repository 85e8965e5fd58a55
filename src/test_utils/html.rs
use axum::{body::Body, response::Response};
use scraper::Html;

pub(crate) async fn parse_html_document(response: Response<Body>) -> Html {
    let body = response.into_body();
    let body = axum::body::to_bytes(body, usize::MAX)
        .await
        .expect("Could not get response body");
    let text = String::from_utf8_lossy(&body).to_string();

    Html::parse_document(&text)
}

#[track_caller]
pub(crate) fn assert_valid_html(html: &Html) {
    assert!(
        html.errors.is_empty(),
        "Got HTML parsing errors: {:?}",
        html.errors
    );
}
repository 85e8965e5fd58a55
//! The base HTML document shell and shared styling.

use std::sync::OnceLock;

use maud::{DOCTYPE, Markup, html};
use numfmt::{Formatter, Precision};

use crate::{endpoints, version::AppVersion};

/// Style for inline links.
pub const LINK_STYLE: &str = "text-blue-600 hover:text-blue-500 \
    dark:text-blue-500 dark:hover:text-blue-400 underline";

/// Style for primary form buttons.
pub const BUTTON_PRIMARY_STYLE: &str = "px-4 py-2 bg-blue-500
    dark:bg-blue-600 disabled:bg-blue-700 hover:enabled:bg-blue-600 \
    hover:enabled:dark:bg-blue-700 text-white rounded";

/// Style for destructive form buttons.
pub const BUTTON_DELETE_STYLE: &str = "text-red-600 hover:text-red-500 \
    dark:text-red-500 dark:hover:text-red-400 underline bg-transparent \
    border-none cursor-pointer";

/// Style for form field labels.
pub const FORM_LABEL_STYLE: &str = "block mb-2 text-sm font-medium text-gray-900 dark:text-white";

/// Style for text and number inputs.
pub const FORM_TEXT_INPUT_STYLE: &str = "block w-full p-2.5 rounded text-sm \
    text-gray-900 dark:text-white disabled:text-gray-500 bg-gray-50 \
    dark:bg-gray-700 border border-gray-300 dark:border-gray-600 \
    dark:placeholder-gray-400 focus:ring-blue-600 focus:border-blue-600 \
    focus:dark:border-blue-500 focus:dark:ring-blue-500";

/// Style for the main page container.
pub const PAGE_CONTAINER_STYLE: &str =
    "flex flex-col px-6 py-8 mx-auto lg:py-5 max-w-3xl text-gray-900 dark:text-white";

/// Render a full HTML document with the shared head and `content` as the
/// body.
pub fn base(title: &str, content: &Markup) -> Markup {
    html! {
        (DOCTYPE)
        html lang="en"
        {
            head
            {
                meta charset="UTF-8";
                meta name="viewport" content="width=device-width, initial-scale=1.0";
                title { (title) " - Daytrip" }

                script src="https://cdn.tailwindcss.com" {}

                style
                {
                    r#"
                    body {
                        font-family: system-ui, sans-serif;
                        margin: 0;
                    }
                    "#
                }
            }

            body class="bg-gray-100 dark:bg-gray-900"
            {
                (content)
            }
        }
    }
}

/// The top-of-page navigation bar for versioned pages.
pub fn page_header(version: AppVersion) -> Markup {
    html! {
        nav class="flex items-center gap-4 px-6 py-3 bg-white shadow dark:bg-gray-800"
        {
            a href=(endpoints::LANDING)
                class="font-bold text-gray-900 dark:text-white"
            {
                "Daytrip"
            }

            a href=(endpoints::trips_view(version)) class=(LINK_STYLE) { "Trips" }

            span class="ml-auto flex gap-2 text-sm"
            {
                @for other in AppVersion::ALL {
                    @if other == version {
                        span class="font-semibold text-gray-900 dark:text-white"
                        {
                            (other.as_path_segment())
                        }
                    } @else {
                        a href=(endpoints::trips_view(other)) class=(LINK_STYLE)
                        {
                            (other.as_path_segment())
                        }
                    }
                }
            }
        }
    }
}

/// Format an expense amount as a dollar string, e.g. `$1,234.50`.
pub fn format_amount(amount: f64) -> String {
    static AMOUNT_FMT: OnceLock<Formatter> = OnceLock::new();

    let formatter = AMOUNT_FMT.get_or_init(|| {
        Formatter::currency("$")
            .unwrap()
            .precision(Precision::Decimals(2))
    });

    // Zero is hardcoded as "0", so we must specify the formatted string for zero.
    if amount == 0.0 {
        return "$0.00".to_owned();
    }

    let mut formatted_string = formatter.fmt_string(amount);

    // numfmt omits the last trailing zero, so we must add it ourselves.
    // For example, "12.30" is rendered as "12.3" so we append "0".
    if formatted_string.as_bytes()[formatted_string.len() - 3] != b'.' {
        formatted_string = format!("{formatted_string}0");
    }

    formatted_string
}

#[cfg(test)]
mod format_amount_tests {
    use super::format_amount;

    #[test]
    fn formats_zero() {
        assert_eq!(format_amount(0.0), "$0.00");
    }

    #[test]
    fn formats_whole_numbers_with_two_decimals() {
        assert_eq!(format_amount(55.0), "$55.00");
    }

    #[test]
    fn keeps_trailing_zeros() {
        assert_eq!(format_amount(12.3), "$12.30");
    }

    #[test]
    fn groups_thousands() {
        assert_eq!(format_amount(1234.5), "$1,234.50");
    }
}
//! The rejected-input page shown when form validation fails.

use axum::{
    http::StatusCode,
    response::{IntoResponse, Response},
};
use maud::html;

use crate::html::{PAGE_CONTAINER_STYLE, base};

/// Build a response for a request whose form input failed validation.
///
/// No mutation has been committed by the time this is called; validation runs
/// before any write.
pub fn render_invalid_input(status_code: StatusCode, message: &str) -> Response {
    let content = html! {
        main class=(PAGE_CONTAINER_STYLE)
        {
            h1 class="text-xl font-bold" { "That input was not accepted" }

            p class="mt-2" { (message) }

            p class="mt-2 text-sm text-gray-500 dark:text-gray-400"
            {
                "Use your browser's back button to fix the form and try again."
            }
        }
    };

    (status_code, base("Invalid Input", &content)).into_response()
}
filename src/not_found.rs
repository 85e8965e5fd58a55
//! The 404 not found page.

use axum::{
    http::StatusCode,
    response::{IntoResponse, Response},
};
use maud::html;

use crate::{
    endpoints,
    html::{LINK_STYLE, PAGE_CONTAINER_STYLE, base},
};

/// The fallback route handler for URLs that match nothing else.
pub async fn get_404_not_found() -> Response {
    get_404_not_found_response()
}

/// Build the 404 page response.
pub fn get_404_not_found_response() -> Response {
    let content = html! {
        main class=(PAGE_CONTAINER_STYLE)
        {
            h1 class="text-xl font-bold" { "Page not found" }

            p class="mt-2"
            {
                "The page you were looking for does not exist. "
                a href=(endpoints::LANDING) class=(LINK_STYLE) { "Back to the start" }
            }
        }
    };

    (StatusCode::NOT_FOUND, base("Not Found", &content)).into_response()
}
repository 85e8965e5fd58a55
#![allow(missing_docs)]

pub(crate) mod form;
pub(crate) mod html;
pub(crate) mod http;

pub(crate) use form::{
    assert_form_action, assert_form_input, assert_form_input_with_value, assert_form_submit_button,
    must_get_form,
};
pub(crate) use html::{assert_valid_html, parse_html_document};
pub(crate) use http::{assert_redirect_to, get_header};
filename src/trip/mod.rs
//! Trips: the top-level planning entity with a name and a fixed number of
//! days.

mod create;
mod db;
mod delete;
mod domain;
mod edit;
mod list;
mod view;

pub use create::create_trip_endpoint;
pub use db::{create_trip, create_trip_table, delete_trip, get_all_trips, get_trip, update_trip};
pub use delete::delete_trip_endpoint;
pub use domain::{Trip, TripDays, TripFormData, TripId, TripName};
pub use edit::edit_trip_endpoint;
pub use list::get_trips_page;
pub use view::get_trip_detail_page;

§ **Task**:
The whole listing, restated word for word, is the expected answer.

§ **Exercise answer**:
repository 85e8965e5fd58a55
filename src/test_utils/html.rs
use axum::{body::Body, response::Response};
use scraper::Html;

pub(crate) async fn parse_html_document(response: Response<Body>) -> Html {
    let body = response.into_body();
    let body = axum::body::to_bytes(body, usize::MAX)
        .await
        .expect("Could not get response body");
    let text = String::from_utf8_lossy(&body).to_string();

    Html::parse_document(&text)
}

#[track_caller]
pub(crate) fn assert_valid_html(html: &Html) {
    assert!(
        html.errors.is_empty(),
        "Got HTML parsing errors: {:?}",
        html.errors
    );
}
repository 85e8965e5fd58a55
//! The base HTML document shell and shared styling.

use std::sync::OnceLock;

use maud::{DOCTYPE, Markup, html};
use numfmt::{Formatter, Precision};

use crate::{endpoints, version::AppVersion};

/// Style for inline links.
pub const LINK_STYLE: &str = "text-blue-600 hover:text-blue-500 \
    dark:text-blue-500 dark:hover:text-blue-400 underline";

/// Style for primary form buttons.
pub const BUTTON_PRIMARY_STYLE: &str = "px-4 py-2 bg-blue-500
    dark:bg-blue-600 disabled:bg-blue-700 hover:enabled:bg-blue-600 \
    hover:enabled:dark:bg-blue-700 text-white rounded";

/// Style for destructive form buttons.
pub const BUTTON_DELETE_STYLE: &str = "text-red-600 hover:text-red-500 \
    dark:text-red-500 dark:hover:text-red-400 underline bg-transparent \
    border-none cursor-pointer";

/// Style for form field labels.
pub const FORM_LABEL_STYLE: &str = "block mb-2 text-sm font-medium text-gray-900 dark:text-white";

/// Style for text and number inputs.
pub const FORM_TEXT_INPUT_STYLE: &str = "block w-full p-2.5 rounded text-sm \
    text-gray-900 dark:text-white disabled:text-gray-500 bg-gray-50 \
    dark:bg-gray-700 border border-gray-300 dark:border-gray-600 \
    dark:placeholder-gray-400 focus:ring-blue-600 focus:border-blue-600 \
    focus:dark:border-blue-500 focus:dark:ring-blue-500";

/// Style for the main page container.
pub const PAGE_CONTAINER_STYLE: &str =
    "flex flex-col px-6 py-8 mx-auto lg:py-5 max-w-3xl text-gray-900 dark:text-white";

/// Render a full HTML document with the shared head and `content` as the
/// body.
pub fn base(title: &str, content: &Markup) -> Markup {
    html! {
        (DOCTYPE)
        html lang="en"
        {
            head
            {
                meta charset="UTF-8";
                meta name="viewport" content="width=device-width, initial-scale=1.0";
                title { (title) " - Daytrip" }

                script src="https://cdn.tailwindcss.com" {}

                style
                {
                    r#"
                    body {
                        font-family: system-ui, sans-serif;
                        margin: 0;
                    }
                    "#
                }
            }

            body class="bg-gray-100 dark:bg-gray-900"
            {
                (content)
            }
        }
    }
}

/// The top-of-page navigation bar for versioned pages.
pub fn page_header(version: AppVersion) -> Markup {
    html! {
        nav class="flex items-center gap-4 px-6 py-3 bg-white shadow dark:bg-gray-800"
        {
            a href=(endpoints::LANDING)
                class="font-bold text-gray-900 dark:text-white"
            {
                "Daytrip"
            }

            a href=(endpoints::trips_view(version)) class=(LINK_STYLE) { "Trips" }

            span class="ml-auto flex gap-2 text-sm"
            {
                @for other in AppVersion::ALL {
                    @if other == version {
                        span class="font-semibold text-gray-900 dark:text-white"
                        {
                            (other.as_path_segment())
                        }
                    } @else {
                        a href=(endpoints::trips_view(other)) class=(LINK_STYLE)
                        {
                            (other.as_path_segment())
                        }
                    }
                }
            }
        }
    }
}

/// Format an expense amount as a dollar string, e.g. `$1,234.50`.
pub fn format_amount(amount: f64) -> String {
    static AMOUNT_FMT: OnceLock<Formatter> = OnceLock::new();

    let formatter = AMOUNT_FMT.get_or_init(|| {
        Formatter::currency("$")
            .unwrap()
            .precision(Precision::Decimals(2))
    });

    // Zero is hardcoded as "0", so we must specify the formatted string for zero.
    if amount == 0.0 {
        return "$0.00".to_owned();
    }

    let mut formatted_string = formatter.fmt_string(amount);

    // numfmt omits the last trailing zero, so we must add it ourselves.
    // For example, "12.30" is rendered as "12.3" so we append "0".
    if formatted_string.as_bytes()[formatted_string.len() - 3] != b'.' {
        formatted_string = format!("{formatted_string}0");
    }

    formatted_string
}

#[cfg(test)]
mod format_amount_tests {
    use super::format_amount;

    #[test]
    fn formats_zero() {
        assert_eq!(format_amount(0.0), "$0.00");
    }

    #[test]
    fn formats_whole_numbers_with_two_decimals() {
        assert_eq!(format_amount(55.0), "$55.00");
    }

    #[test]
    fn keeps_trailing_zeros() {
        assert_eq!(format_amount(12.3), "$12.30");
    }

    #[test]
    fn groups_thousands() {
        assert_eq!(format_amount(1234.5), "$1,234.50");
    }
}
//! The rejected-input page shown when form validation fails.

use axum::{
    http::StatusCode,
    response::{IntoResponse, Response},
};
use maud::html;

use crate::html::{PAGE_CONTAINER_STYLE, base};

/// Build a response for a request whose form input failed validation.
///
/// No mutation has been committed by the time this is called; validation runs
/// before any write.
pub fn render_invalid_input(status_code: StatusCode, message: &str) -> Response {
    let content = html! {
        main class=(PAGE_CONTAINER_STYLE)
        {
            h1 class="text-xl font-bold" { "That input was not accepted" }

            p class="mt-2" { (message) }

            p class="mt-2 text-sm text-gray-500 dark:text-gray-400"
            {
                "Use your browser's back button to fix the form and try again."
            }
        }
    };

    (status_code, base("Invalid Input", &content)).into_response()
}
filename src/not_found.rs
repository 85e8965e5fd58a55
//! The 404 not found page.

use axum::{
    http::StatusCode,
    response::{IntoResponse, Response},
};
use maud::html;

use crate::{
    endpoints,
    html::{LINK_STYLE, PAGE_CONTAINER_STYLE, base},
};

/// The fallback route handler for URLs that match nothing else.
pub async fn get_404_not_found() -> Response {
    get_404_not_found_response()
}

/// Build the 404 page response.
pub fn get_404_not_found_response() -> Response {
    let content = html! {
        main class=(PAGE_CONTAINER_STYLE)
        {
            h1 class="text-xl font-bold" { "Page not found" }

            p class="mt-2"
            {
                "The page you were looking for does not exist. "
                a href=(endpoints::LANDING) class=(LINK_STYLE) { "Back to the start" }
            }
        }
    };

    (StatusCode::NOT_FOUND, base("Not Found", &content)).into_response()
}
repository 85e8965e5fd58a55
#![allow(missing_docs)]

pub(crate) mod form;
pub(crate) mod html;
pub(crate) mod http;

pub(crate) use form::{
    assert_form_action, assert_form_input, assert_form_input_with_value, assert_form_submit_button,
    must_get_form,
};
pub(crate) use html::{assert_valid_html, parse_html_document};
pub(crate) use http::{assert_redirect_to, get_header};
filename src/trip/mod.rs
//! Trips: the top-level planning entity with a name and a fixed number of
//! days.

mod create;
mod db;
mod delete;
mod domain;
mod edit;
mod list;
mod view;

pub use create::create_trip_endpoint;
pub use db::{create_trip, create_trip_table, delete_trip, get_all_trips, get_trip, update_trip};
pub use delete::delete_trip_endpoint;
pub use domain::{Trip, TripDays, TripFormData, TripId, TripName};
pub use edit::edit_trip_endpoint;
pub use list::get_trips_page;
pub use view::get_trip_detail_page;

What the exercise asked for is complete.